■ Exercise aim ■
Where does the word "char" appear in the entries below? Copy each line that holds it.

Start of Records for processing

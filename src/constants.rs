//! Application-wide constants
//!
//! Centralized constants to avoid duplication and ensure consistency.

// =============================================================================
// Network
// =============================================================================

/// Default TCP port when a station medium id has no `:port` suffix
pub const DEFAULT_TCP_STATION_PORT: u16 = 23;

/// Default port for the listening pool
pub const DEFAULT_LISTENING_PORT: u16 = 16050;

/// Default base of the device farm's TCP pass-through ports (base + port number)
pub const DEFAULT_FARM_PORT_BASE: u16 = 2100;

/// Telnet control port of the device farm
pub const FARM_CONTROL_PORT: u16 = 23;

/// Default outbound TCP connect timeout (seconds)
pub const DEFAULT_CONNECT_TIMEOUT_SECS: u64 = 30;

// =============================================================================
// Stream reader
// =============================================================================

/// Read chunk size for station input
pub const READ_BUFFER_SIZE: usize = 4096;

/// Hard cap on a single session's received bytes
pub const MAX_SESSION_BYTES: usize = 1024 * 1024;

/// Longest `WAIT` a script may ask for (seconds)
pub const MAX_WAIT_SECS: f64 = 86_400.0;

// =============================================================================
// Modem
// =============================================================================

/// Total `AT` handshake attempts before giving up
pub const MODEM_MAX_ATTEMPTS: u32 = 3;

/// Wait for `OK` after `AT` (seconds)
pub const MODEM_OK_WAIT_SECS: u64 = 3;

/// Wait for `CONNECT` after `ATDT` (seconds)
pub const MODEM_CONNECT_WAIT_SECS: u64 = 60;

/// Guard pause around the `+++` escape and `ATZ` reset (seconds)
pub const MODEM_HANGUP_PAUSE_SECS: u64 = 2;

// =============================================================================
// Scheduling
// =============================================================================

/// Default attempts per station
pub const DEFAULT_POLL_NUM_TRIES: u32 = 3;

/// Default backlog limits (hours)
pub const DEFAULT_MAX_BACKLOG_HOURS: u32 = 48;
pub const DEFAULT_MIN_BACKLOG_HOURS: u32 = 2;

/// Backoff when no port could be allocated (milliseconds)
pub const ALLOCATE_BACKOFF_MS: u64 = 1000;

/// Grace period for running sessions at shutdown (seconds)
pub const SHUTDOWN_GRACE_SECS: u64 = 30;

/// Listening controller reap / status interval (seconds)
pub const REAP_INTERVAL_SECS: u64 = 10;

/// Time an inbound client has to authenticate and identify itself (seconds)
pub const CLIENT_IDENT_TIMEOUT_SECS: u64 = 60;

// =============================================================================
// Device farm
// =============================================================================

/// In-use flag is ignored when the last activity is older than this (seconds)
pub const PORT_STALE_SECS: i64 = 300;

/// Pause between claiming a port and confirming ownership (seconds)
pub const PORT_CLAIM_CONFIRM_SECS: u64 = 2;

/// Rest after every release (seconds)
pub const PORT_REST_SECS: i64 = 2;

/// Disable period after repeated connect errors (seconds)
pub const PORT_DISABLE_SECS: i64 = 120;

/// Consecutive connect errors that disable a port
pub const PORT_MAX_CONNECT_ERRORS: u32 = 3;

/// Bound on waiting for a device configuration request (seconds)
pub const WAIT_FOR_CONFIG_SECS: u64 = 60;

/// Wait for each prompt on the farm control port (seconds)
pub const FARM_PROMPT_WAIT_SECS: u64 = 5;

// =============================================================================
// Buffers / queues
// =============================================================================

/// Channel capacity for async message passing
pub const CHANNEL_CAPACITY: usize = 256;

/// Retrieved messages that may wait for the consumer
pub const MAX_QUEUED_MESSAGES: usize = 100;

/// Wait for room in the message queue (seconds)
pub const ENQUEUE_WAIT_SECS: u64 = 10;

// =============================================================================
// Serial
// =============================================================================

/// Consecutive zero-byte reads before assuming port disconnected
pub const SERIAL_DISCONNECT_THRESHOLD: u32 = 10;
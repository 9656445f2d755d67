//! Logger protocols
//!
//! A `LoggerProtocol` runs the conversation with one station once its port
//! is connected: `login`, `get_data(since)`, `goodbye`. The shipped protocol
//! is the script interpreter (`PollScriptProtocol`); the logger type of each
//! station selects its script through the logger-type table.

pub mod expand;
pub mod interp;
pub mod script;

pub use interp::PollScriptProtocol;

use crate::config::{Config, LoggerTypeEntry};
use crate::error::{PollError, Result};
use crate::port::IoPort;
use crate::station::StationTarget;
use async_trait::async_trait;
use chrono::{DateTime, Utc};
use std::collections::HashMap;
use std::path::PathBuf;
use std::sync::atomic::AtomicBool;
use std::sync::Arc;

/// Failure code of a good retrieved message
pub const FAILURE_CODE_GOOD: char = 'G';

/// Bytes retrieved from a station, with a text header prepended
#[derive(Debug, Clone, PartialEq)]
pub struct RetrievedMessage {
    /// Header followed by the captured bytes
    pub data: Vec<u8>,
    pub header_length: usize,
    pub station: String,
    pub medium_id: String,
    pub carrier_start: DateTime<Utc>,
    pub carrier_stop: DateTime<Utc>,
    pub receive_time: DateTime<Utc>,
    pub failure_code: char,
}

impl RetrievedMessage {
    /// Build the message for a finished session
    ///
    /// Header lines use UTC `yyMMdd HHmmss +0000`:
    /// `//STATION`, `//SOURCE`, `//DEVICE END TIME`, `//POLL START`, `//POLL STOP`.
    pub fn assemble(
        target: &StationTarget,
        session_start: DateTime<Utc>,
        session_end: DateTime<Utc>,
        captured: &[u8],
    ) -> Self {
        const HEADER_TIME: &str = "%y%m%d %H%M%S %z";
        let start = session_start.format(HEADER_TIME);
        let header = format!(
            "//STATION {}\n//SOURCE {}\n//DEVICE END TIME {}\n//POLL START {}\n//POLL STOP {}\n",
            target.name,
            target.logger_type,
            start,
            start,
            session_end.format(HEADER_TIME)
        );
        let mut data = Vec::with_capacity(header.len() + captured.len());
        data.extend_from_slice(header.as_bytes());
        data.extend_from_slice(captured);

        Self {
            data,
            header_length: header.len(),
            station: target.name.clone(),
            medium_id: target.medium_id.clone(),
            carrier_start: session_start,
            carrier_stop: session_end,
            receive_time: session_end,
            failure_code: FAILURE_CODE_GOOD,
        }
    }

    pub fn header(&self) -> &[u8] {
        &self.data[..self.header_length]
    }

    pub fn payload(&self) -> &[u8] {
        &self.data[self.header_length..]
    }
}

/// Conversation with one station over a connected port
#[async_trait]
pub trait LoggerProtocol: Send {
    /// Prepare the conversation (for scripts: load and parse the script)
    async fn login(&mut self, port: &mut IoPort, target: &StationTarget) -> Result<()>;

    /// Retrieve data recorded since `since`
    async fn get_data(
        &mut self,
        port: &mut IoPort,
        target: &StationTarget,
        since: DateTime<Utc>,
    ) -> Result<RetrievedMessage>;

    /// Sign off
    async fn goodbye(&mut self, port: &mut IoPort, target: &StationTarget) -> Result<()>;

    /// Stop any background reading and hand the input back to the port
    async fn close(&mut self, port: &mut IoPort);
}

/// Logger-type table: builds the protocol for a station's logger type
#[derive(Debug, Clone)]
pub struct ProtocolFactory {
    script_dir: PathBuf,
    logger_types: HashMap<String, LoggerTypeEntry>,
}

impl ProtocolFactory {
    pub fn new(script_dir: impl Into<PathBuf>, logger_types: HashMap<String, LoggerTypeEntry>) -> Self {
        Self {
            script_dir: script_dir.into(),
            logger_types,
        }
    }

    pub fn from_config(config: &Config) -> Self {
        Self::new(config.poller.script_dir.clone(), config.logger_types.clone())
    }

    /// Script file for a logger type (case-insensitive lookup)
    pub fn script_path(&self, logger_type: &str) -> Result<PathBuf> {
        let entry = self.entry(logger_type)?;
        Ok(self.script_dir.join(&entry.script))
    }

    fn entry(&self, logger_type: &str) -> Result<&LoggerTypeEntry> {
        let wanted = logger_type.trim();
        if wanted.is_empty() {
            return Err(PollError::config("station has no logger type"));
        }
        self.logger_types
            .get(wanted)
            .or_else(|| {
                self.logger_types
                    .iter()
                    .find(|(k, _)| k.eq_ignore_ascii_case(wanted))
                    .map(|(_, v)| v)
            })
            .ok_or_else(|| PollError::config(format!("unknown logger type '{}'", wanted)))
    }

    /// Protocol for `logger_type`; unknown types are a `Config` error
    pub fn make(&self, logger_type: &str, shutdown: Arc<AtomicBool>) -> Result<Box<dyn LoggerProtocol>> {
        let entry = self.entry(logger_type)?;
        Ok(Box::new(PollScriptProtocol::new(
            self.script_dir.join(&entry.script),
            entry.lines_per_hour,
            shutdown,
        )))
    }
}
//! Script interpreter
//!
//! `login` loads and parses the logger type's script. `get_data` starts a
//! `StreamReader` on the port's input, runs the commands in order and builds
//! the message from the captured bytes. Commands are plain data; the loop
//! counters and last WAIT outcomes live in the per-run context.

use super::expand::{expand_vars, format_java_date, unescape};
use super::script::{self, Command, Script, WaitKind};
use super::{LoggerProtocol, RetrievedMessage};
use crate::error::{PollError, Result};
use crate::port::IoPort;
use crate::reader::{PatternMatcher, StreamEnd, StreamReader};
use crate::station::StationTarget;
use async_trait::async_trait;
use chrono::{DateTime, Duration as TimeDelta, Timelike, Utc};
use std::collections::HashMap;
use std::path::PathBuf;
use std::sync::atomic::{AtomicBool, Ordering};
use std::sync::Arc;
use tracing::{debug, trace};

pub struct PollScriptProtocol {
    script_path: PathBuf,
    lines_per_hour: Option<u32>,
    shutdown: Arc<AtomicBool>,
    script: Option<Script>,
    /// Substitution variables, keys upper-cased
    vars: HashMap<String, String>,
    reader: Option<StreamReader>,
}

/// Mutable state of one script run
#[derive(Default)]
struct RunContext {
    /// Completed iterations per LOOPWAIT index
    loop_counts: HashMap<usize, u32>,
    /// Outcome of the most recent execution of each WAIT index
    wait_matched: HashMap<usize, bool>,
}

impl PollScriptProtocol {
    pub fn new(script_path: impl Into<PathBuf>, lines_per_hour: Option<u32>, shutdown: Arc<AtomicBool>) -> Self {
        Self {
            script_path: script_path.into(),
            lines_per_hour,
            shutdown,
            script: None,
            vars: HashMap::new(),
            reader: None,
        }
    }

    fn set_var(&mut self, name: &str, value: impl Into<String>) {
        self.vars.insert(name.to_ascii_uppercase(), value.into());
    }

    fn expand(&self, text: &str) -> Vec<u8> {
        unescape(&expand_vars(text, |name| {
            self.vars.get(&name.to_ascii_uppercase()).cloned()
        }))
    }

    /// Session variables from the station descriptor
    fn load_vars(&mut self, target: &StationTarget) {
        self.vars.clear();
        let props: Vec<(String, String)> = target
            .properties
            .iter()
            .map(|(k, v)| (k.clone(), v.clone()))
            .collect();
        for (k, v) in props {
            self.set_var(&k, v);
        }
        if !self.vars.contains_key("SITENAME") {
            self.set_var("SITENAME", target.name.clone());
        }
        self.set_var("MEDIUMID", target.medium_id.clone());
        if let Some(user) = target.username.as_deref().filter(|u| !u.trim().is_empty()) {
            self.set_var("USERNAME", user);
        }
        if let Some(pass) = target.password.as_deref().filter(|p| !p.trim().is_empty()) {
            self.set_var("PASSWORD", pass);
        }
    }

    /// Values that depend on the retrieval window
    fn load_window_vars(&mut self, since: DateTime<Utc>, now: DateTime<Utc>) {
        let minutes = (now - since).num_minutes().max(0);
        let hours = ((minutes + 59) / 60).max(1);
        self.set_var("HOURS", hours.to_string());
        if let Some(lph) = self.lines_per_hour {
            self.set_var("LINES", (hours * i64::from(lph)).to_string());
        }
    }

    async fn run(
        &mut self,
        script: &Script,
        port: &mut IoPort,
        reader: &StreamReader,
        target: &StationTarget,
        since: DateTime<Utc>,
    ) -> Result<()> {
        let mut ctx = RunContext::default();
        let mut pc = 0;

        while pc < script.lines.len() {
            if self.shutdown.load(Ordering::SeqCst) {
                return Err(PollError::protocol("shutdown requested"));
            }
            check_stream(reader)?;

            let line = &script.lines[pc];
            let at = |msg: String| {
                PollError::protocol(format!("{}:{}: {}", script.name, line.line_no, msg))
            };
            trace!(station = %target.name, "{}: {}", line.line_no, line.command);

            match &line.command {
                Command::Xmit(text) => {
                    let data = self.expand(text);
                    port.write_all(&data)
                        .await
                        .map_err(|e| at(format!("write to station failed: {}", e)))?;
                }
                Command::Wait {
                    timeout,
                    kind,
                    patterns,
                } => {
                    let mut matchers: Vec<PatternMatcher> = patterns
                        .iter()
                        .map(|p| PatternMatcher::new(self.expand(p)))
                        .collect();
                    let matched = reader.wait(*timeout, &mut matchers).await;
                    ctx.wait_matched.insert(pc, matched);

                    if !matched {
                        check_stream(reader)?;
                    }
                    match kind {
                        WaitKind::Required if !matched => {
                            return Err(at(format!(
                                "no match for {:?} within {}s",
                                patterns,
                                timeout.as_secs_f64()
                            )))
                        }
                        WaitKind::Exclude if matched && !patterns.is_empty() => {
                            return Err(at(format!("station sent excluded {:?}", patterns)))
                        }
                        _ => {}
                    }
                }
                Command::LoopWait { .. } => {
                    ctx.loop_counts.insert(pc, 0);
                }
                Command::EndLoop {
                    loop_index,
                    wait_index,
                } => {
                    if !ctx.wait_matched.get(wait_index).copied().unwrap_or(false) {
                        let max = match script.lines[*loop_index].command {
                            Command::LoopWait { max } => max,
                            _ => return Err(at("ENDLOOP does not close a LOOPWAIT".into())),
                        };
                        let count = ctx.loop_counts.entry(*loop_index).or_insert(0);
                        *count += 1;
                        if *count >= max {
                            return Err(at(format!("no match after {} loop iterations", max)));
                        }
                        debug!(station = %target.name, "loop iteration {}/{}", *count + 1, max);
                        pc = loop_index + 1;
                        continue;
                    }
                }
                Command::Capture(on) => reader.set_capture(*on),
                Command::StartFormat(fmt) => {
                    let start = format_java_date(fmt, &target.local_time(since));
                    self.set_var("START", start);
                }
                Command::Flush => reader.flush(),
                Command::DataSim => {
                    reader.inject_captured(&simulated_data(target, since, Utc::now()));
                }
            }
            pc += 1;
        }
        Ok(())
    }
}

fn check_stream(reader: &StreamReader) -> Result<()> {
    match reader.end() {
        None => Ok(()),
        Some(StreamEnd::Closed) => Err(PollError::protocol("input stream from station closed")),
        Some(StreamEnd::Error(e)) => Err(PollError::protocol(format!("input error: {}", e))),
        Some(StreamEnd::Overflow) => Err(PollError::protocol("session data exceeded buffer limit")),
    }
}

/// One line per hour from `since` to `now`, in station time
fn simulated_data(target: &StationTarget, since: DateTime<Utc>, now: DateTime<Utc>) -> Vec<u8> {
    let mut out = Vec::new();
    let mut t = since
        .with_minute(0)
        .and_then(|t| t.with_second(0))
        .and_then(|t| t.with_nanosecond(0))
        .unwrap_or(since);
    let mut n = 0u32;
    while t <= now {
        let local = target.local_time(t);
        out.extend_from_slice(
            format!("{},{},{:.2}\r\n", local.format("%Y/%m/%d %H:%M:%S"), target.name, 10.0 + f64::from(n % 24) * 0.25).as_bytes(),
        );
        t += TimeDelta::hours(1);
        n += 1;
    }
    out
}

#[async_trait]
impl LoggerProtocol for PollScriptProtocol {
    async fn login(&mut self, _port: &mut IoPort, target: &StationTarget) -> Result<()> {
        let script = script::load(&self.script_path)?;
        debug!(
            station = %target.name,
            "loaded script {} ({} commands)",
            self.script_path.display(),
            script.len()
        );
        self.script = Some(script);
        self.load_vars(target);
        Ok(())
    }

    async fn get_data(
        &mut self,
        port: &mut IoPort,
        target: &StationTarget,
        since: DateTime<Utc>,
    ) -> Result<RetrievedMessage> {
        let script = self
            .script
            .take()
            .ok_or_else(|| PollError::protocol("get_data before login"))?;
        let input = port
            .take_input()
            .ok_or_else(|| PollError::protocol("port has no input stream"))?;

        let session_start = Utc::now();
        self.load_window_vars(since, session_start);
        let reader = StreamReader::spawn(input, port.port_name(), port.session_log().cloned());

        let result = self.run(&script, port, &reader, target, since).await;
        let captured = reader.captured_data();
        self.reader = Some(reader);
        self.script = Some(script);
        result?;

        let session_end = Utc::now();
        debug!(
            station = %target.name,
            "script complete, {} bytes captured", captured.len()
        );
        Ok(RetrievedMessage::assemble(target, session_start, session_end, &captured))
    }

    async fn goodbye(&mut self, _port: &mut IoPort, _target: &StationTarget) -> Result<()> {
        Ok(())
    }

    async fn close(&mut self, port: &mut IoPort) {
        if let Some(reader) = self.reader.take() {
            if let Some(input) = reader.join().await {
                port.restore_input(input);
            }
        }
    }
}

End of Records for processing

■ Problem solution ■
pub const FAILURE_CODE_GOOD: char = 'G';
    pub failure_code: char,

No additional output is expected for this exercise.